Description of the task:
A single number is needed: how many lines of the data below contain "piped".

Supplied data:
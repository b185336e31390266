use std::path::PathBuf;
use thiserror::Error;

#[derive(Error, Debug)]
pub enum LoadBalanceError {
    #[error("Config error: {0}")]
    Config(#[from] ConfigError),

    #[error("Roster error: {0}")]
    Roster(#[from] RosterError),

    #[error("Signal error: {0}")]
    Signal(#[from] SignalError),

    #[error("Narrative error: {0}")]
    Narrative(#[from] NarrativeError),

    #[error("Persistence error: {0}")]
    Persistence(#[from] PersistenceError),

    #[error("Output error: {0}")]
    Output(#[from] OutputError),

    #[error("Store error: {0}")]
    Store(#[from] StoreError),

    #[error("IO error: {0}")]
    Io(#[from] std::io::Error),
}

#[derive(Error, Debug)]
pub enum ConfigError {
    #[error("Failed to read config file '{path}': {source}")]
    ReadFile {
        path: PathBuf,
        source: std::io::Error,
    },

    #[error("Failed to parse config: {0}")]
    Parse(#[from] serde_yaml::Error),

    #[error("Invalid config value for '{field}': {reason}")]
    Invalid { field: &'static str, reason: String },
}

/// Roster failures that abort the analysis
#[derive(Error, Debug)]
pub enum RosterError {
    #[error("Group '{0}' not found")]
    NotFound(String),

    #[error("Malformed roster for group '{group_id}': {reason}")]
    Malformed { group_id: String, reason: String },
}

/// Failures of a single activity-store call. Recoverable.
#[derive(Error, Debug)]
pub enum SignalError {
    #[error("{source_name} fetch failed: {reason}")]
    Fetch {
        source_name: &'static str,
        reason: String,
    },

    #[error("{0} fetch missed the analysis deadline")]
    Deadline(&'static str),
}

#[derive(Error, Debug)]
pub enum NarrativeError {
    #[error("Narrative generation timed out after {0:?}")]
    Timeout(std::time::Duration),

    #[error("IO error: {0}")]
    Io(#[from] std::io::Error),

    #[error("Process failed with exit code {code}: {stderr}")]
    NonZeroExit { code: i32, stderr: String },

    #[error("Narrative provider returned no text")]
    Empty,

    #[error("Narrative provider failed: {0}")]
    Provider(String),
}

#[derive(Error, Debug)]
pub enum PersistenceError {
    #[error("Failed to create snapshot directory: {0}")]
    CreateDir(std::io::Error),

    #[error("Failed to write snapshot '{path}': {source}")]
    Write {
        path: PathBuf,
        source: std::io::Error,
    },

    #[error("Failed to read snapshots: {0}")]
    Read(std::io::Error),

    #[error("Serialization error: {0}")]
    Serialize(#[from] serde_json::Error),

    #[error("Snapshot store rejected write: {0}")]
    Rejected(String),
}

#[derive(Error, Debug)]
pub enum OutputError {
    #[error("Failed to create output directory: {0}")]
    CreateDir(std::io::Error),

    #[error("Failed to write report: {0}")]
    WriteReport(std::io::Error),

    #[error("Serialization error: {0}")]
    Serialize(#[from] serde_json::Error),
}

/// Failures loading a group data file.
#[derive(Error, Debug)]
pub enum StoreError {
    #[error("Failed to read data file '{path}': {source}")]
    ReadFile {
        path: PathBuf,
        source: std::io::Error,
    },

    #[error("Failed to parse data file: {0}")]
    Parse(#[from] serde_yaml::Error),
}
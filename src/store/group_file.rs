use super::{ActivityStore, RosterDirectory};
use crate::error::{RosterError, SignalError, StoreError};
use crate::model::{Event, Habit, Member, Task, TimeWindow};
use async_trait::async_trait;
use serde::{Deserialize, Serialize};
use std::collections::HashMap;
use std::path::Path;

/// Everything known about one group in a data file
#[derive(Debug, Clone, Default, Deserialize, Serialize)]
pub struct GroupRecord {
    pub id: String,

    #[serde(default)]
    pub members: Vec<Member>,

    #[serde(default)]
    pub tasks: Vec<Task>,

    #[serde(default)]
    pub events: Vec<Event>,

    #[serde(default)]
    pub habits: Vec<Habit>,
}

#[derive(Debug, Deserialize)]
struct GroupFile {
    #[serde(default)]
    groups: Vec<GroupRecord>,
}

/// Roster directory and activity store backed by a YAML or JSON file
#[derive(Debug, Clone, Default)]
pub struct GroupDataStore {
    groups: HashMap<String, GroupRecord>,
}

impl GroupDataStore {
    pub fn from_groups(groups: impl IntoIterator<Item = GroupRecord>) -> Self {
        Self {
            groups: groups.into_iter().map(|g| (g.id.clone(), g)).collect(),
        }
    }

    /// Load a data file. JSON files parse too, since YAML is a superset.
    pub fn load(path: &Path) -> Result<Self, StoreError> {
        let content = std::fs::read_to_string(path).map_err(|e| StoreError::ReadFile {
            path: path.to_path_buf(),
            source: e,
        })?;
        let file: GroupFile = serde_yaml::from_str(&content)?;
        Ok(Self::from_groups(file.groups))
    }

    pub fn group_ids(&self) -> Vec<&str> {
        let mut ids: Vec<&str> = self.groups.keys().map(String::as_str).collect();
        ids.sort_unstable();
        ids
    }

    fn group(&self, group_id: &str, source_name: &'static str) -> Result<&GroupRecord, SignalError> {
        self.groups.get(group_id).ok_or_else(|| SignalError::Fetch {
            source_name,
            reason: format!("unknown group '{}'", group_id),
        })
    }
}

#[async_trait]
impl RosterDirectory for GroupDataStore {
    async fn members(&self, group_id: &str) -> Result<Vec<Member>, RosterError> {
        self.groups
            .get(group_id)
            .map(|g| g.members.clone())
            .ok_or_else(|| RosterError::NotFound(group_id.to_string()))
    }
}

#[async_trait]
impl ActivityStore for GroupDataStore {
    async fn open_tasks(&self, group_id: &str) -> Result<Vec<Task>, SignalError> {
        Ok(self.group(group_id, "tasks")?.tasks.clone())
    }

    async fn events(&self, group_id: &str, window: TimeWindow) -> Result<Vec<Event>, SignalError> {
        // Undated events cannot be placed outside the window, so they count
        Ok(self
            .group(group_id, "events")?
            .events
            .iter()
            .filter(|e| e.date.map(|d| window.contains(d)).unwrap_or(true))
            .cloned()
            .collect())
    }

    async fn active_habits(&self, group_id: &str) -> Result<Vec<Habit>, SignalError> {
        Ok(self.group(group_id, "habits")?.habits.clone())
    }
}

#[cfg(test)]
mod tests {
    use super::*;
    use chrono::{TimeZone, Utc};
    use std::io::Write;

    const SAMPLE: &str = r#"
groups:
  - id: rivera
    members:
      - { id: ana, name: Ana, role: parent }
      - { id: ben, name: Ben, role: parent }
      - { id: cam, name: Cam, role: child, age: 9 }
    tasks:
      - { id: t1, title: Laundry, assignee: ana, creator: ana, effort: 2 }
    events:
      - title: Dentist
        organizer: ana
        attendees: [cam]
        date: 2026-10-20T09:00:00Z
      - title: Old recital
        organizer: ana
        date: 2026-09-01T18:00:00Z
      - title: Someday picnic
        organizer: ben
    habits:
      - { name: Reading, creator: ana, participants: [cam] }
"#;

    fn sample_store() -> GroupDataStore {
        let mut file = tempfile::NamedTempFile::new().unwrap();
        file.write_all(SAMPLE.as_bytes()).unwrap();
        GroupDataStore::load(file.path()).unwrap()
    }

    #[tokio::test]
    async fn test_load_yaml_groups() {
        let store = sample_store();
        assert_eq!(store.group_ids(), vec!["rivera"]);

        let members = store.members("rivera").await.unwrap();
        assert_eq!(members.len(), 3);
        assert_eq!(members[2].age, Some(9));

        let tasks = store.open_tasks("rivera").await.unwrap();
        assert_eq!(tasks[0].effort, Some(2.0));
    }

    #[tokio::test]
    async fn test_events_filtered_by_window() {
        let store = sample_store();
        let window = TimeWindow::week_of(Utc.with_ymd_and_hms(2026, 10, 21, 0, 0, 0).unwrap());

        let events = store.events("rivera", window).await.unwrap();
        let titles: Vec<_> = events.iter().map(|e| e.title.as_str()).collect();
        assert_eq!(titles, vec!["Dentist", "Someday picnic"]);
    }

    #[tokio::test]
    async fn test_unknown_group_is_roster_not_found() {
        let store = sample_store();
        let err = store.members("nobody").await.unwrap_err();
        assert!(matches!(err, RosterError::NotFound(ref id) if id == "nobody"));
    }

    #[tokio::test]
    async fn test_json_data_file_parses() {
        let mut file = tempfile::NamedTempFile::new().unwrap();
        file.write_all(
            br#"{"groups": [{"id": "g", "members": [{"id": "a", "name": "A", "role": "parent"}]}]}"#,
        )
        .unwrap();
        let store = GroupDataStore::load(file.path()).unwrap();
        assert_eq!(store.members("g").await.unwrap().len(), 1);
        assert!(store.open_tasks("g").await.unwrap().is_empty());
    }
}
...
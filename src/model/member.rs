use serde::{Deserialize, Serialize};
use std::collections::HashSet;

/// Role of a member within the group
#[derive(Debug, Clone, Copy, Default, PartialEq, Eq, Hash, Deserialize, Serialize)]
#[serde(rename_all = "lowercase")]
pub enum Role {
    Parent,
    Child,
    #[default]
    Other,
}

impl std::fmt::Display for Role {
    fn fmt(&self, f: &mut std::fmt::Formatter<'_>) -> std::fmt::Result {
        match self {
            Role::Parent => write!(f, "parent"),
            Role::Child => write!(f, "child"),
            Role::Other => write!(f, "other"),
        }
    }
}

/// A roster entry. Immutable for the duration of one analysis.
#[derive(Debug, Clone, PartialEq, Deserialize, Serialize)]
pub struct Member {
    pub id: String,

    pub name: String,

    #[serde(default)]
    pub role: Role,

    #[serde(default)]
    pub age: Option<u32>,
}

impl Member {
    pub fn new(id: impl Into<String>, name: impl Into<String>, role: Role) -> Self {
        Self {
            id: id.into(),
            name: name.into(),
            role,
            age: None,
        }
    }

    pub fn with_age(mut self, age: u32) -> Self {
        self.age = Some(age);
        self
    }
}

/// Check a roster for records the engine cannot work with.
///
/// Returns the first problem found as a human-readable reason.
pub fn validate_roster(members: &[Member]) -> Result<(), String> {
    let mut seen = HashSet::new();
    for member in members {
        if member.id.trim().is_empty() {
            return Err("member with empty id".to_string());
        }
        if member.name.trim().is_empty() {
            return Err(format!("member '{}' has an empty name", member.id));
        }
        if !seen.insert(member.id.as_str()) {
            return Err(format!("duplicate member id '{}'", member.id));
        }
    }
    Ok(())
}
* * *
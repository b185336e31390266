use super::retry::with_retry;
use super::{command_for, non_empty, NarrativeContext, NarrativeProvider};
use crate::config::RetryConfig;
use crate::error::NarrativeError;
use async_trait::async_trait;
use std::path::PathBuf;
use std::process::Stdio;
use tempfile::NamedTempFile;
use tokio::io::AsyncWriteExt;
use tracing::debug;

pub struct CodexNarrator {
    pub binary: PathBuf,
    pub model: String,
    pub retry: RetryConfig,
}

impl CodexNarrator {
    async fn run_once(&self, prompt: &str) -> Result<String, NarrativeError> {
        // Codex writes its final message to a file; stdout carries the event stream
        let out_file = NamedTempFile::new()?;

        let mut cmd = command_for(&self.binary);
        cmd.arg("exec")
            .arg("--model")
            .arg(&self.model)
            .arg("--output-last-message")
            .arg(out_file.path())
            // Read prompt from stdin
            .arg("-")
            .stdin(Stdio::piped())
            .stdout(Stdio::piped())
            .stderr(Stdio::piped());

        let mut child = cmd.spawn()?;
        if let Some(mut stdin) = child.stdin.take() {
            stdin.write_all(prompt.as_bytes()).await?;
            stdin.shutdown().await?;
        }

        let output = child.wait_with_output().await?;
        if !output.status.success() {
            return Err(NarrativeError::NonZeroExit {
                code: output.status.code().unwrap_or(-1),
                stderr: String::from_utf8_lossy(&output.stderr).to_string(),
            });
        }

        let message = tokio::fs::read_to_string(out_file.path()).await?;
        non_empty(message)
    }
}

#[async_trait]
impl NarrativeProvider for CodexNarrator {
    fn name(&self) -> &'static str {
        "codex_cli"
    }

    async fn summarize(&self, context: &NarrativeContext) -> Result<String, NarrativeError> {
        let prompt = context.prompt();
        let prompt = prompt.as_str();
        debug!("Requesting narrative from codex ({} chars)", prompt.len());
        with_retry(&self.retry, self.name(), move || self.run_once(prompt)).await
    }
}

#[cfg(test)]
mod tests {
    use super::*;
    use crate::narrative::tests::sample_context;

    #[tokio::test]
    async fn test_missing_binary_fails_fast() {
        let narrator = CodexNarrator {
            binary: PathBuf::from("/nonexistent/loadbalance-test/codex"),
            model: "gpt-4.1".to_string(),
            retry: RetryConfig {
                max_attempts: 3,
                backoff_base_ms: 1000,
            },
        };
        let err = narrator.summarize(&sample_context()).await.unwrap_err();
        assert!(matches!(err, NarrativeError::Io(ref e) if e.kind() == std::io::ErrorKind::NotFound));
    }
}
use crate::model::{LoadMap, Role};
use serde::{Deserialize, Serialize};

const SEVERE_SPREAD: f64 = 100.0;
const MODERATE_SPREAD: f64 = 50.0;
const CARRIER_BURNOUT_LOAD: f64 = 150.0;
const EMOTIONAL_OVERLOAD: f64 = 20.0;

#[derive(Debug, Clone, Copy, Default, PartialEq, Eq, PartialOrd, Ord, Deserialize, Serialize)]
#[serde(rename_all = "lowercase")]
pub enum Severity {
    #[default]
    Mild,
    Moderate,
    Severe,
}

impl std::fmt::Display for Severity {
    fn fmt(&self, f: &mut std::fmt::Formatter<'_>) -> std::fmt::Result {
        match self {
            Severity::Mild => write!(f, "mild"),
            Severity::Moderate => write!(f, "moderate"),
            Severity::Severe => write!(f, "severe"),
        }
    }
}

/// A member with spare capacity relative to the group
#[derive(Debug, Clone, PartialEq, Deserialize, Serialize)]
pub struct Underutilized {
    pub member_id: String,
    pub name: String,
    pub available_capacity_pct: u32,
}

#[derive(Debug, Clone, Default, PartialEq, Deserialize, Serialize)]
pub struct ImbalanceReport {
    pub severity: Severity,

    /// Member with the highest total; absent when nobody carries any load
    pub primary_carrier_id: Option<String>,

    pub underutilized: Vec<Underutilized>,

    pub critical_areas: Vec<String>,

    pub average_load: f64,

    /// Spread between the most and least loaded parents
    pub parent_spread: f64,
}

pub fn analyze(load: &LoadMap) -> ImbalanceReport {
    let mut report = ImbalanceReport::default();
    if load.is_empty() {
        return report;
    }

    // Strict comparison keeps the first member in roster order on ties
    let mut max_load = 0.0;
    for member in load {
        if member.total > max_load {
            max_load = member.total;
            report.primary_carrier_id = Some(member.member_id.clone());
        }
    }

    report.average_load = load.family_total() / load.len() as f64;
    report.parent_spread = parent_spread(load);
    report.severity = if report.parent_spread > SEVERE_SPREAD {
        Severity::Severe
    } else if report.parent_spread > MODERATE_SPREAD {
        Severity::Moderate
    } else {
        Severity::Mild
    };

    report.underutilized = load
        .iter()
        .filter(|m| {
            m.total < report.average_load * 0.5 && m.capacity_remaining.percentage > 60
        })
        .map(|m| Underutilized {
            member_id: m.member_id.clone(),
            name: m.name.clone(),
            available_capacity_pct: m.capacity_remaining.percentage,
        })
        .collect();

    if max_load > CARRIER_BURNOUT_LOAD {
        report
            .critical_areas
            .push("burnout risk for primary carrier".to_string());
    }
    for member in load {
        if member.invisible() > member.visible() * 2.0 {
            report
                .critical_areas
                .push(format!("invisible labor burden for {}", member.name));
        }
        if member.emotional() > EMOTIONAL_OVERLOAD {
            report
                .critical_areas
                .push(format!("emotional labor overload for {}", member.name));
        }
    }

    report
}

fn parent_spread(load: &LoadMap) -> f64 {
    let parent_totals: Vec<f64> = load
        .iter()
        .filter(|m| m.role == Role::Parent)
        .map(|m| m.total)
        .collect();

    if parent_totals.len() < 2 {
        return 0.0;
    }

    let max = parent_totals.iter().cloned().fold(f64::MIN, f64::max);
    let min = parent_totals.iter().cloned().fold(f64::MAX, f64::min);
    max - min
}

Result of the exercise:
3